In Vitro Behavior of Boron-Doped Baghdadite/Poly(vinylidene fluoride) Membrane Scaffolds Produced via Non-Solvent Induced Phase Separation.

This study explores the potential of boron-doped baghdadite (BAG) powders incorporated into poly(vinylidene fluoride) (PVDF)-based membrane scaffolds for bone tissue engineering applications. The aim is to enhance the scaffolds' microstructure, surface wettability, thermal behavior, mechanical properties, and biological performance. Composite scaffolds are fabricated by integrating the powders into the PVDF matrix, yielding scaffolds with enhanced material characteristics and functionality. The incorporation of the powders significantly enhances the hydrophilicity of the scaffolds, as evidenced by a notable reduction in contact angle measurements. Mechanical analyses demonstrate that the addition of boron-doped BAG powders reduces the tensile strength and elongation at the break of PVDF scaffolds, attribute to increased pore size, reduced crystallinity, and structural heterogeneity, though the values remain within the range of human cancellous bone.
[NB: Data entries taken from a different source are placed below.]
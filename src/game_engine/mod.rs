//! Tick-driven simulation driver
//!
//! Owns the current quadrant, the player and enemy mediators, the seeded
//! RNG, and the monotonic simulation clock. All mediator updates run
//! strictly sequentially within a tick on one logical thread; nothing in
//! the engine blocks or holds a timer. Warp completion is polled against
//! the external effect gate each tick.

use glam::Vec2;
use log::debug;
use rand::rngs::StdRng;
use rand::{Rng, SeedableRng};

use crate::io::{Console, LinearScreenMap, ScreenMap, SoundSink, WarpEffect};
use crate::models::constants::QUADRANT_SIZE;
use crate::models::coordinates::{Coordinates, QuadrantPosition};
use crate::models::entity::{Enterprise, EntityAllocator};
use crate::models::errors::GameResult;
use crate::models::quadrant::Quadrant;
use crate::services::enemy::EnemyMediator;
use crate::services::generation::{self, QuadrantSummary};
use crate::services::helm::HelmMediator;
use crate::services::TickContext;

/// One quadrant's worth of live simulation.
///
/// Constructed when the player enters a region of the galaxy map and
/// rebuilt by [`Simulation::enter_quadrant`] after each warp arrival.
pub struct Simulation {
    quadrant: Quadrant,
    helm: HelmMediator,
    enemies: Vec<EnemyMediator>,
    allocator: EntityAllocator,
    rng: StdRng,
    clock: f64,
    screen: LinearScreenMap,
}

impl Simulation {
    /// Seed a new session: the Enterprise starts on a random sector of the
    /// given quadrant, which is then populated from the galaxy-map summary.
    pub fn new(
        seed: u64,
        quadrant_position: QuadrantPosition,
        summary: &QuadrantSummary,
    ) -> GameResult<Self> {
        let mut rng = StdRng::seed_from_u64(seed);
        let mut allocator = EntityAllocator::new();
        let screen = LinearScreenMap::default();

        let sector = Coordinates::new(
            rng.gen_range(0..QUADRANT_SIZE),
            rng.gen_range(0..QUADRANT_SIZE),
        );
        let mut enterprise =
            Enterprise::new(allocator.allocate(), quadrant_position, sector);
        let populated =
            generation::populate(summary, &mut enterprise, &mut allocator, &screen, &mut rng)?;

        Ok(Simulation {
            quadrant: populated.quadrant,
            helm: HelmMediator::new(enterprise),
            enemies: populated
                .enemies
                .into_iter()
                .map(EnemyMediator::new)
                .collect(),
            allocator,
            rng,
            clock: 0.0,
            screen,
        })
    }

    /// Advance the simulation by one frame. Enemy mediators run first,
    /// then the pending warp (if any) is polled. Returns the arrival
    /// quadrant when a warp completes this tick — the caller then supplies
    /// the new region's summary via [`Simulation::enter_quadrant`].
    pub fn tick(
        &mut self,
        dt: f64,
        sounds: &mut dyn SoundSink,
        console: &mut dyn Console,
        effect: &dyn WarpEffect,
    ) -> GameResult<Option<QuadrantPosition>> {
        self.clock += dt;
        let clock = self.clock;
        let Simulation {
            quadrant,
            helm,
            enemies,
            rng,
            screen,
            ..
        } = self;
        let screen: &dyn ScreenMap = &*screen;
        let mut ctx = TickContext {
            quadrant,
            rng,
            clock,
            screen,
            sounds,
            console,
        };

        for enemy in enemies.iter_mut() {
            enemy.update(&mut ctx)?;
        }
        helm.poll_warp(&mut ctx, effect)
    }

    /// Player impulse command toward a screen-space point.
    pub fn impulse(
        &mut self,
        target_point: Vec2,
        sounds: &mut dyn SoundSink,
        console: &mut dyn Console,
    ) -> GameResult<()> {
        let clock = self.clock;
        let Simulation {
            quadrant,
            helm,
            rng,
            screen,
            ..
        } = self;
        let screen: &dyn ScreenMap = &*screen;
        let mut ctx = TickContext {
            quadrant,
            rng,
            clock,
            screen,
            sounds,
            console,
        };
        helm.impulse(&mut ctx, target_point)
    }

    /// Player warp command toward a galaxy-map quadrant.
    pub fn begin_warp(
        &mut self,
        destination: QuadrantPosition,
        sounds: &mut dyn SoundSink,
        console: &mut dyn Console,
    ) -> GameResult<()> {
        let clock = self.clock;
        let Simulation {
            quadrant,
            helm,
            rng,
            screen,
            ..
        } = self;
        let screen: &dyn ScreenMap = &*screen;
        let mut ctx = TickContext {
            quadrant,
            rng,
            clock,
            screen,
            sounds,
            console,
        };
        helm.begin_warp(&mut ctx, destination)
    }

    /// Rebuild the sector grid for a newly entered quadrant. The previous
    /// grid and its enemy mediators are dropped; the Enterprise keeps its
    /// sector across the transition.
    pub fn enter_quadrant(&mut self, summary: &QuadrantSummary) -> GameResult<()> {
        let populated = generation::populate(
            summary,
            &mut self.helm.ship,
            &mut self.allocator,
            &self.screen,
            &mut self.rng,
        )?;
        self.quadrant = populated.quadrant;
        self.enemies = populated
            .enemies
            .into_iter()
            .map(EnemyMediator::new)
            .collect();
        debug!(
            "entered quadrant {} with {} hostiles",
            self.helm.ship.quadrant,
            self.quadrant.hostile_count()
        );
        Ok(())
    }

    pub fn quadrant(&self) -> &Quadrant {
        &self.quadrant
    }

    pub fn enterprise(&self) -> &Enterprise {
        &self.helm.ship
    }

    pub fn enterprise_mut(&mut self) -> &mut Enterprise {
        &mut self.helm.ship
    }

    pub fn enemies(&self) -> impl Iterator<Item = &crate::models::entity::EnemyShip> + '_ {
        self.enemies.iter().map(|m| &m.ship)
    }

    pub fn clock(&self) -> f64 {
        self.clock
    }

    pub fn screen(&self) -> &LinearScreenMap {
        &self.screen
    }

    /// The 8 short-range-scan rows, top to bottom.
    pub fn render_grid(&self) -> Vec<String> {
        (0..QUADRANT_SIZE).map(|y| self.quadrant.render_row(y)).collect()
    }
}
Furthermore, in vitro bioactivity studies reveal the superior apatite-forming ability of the composite scaffolds, indicating their enhanced potential for biomineralization. The results of the cellular adhesion assays indicate an enhanced affinity and proliferation of cells on the membrane scaffolds, which is indicative of improved biocompatibility. In conclusion, the developed PVDF-based membrane scaffolds, reinforce with BAG powders, show promise as effective alternatives to traditional bone graft materials, offering scalable and versatile solutions for regenerative medicine.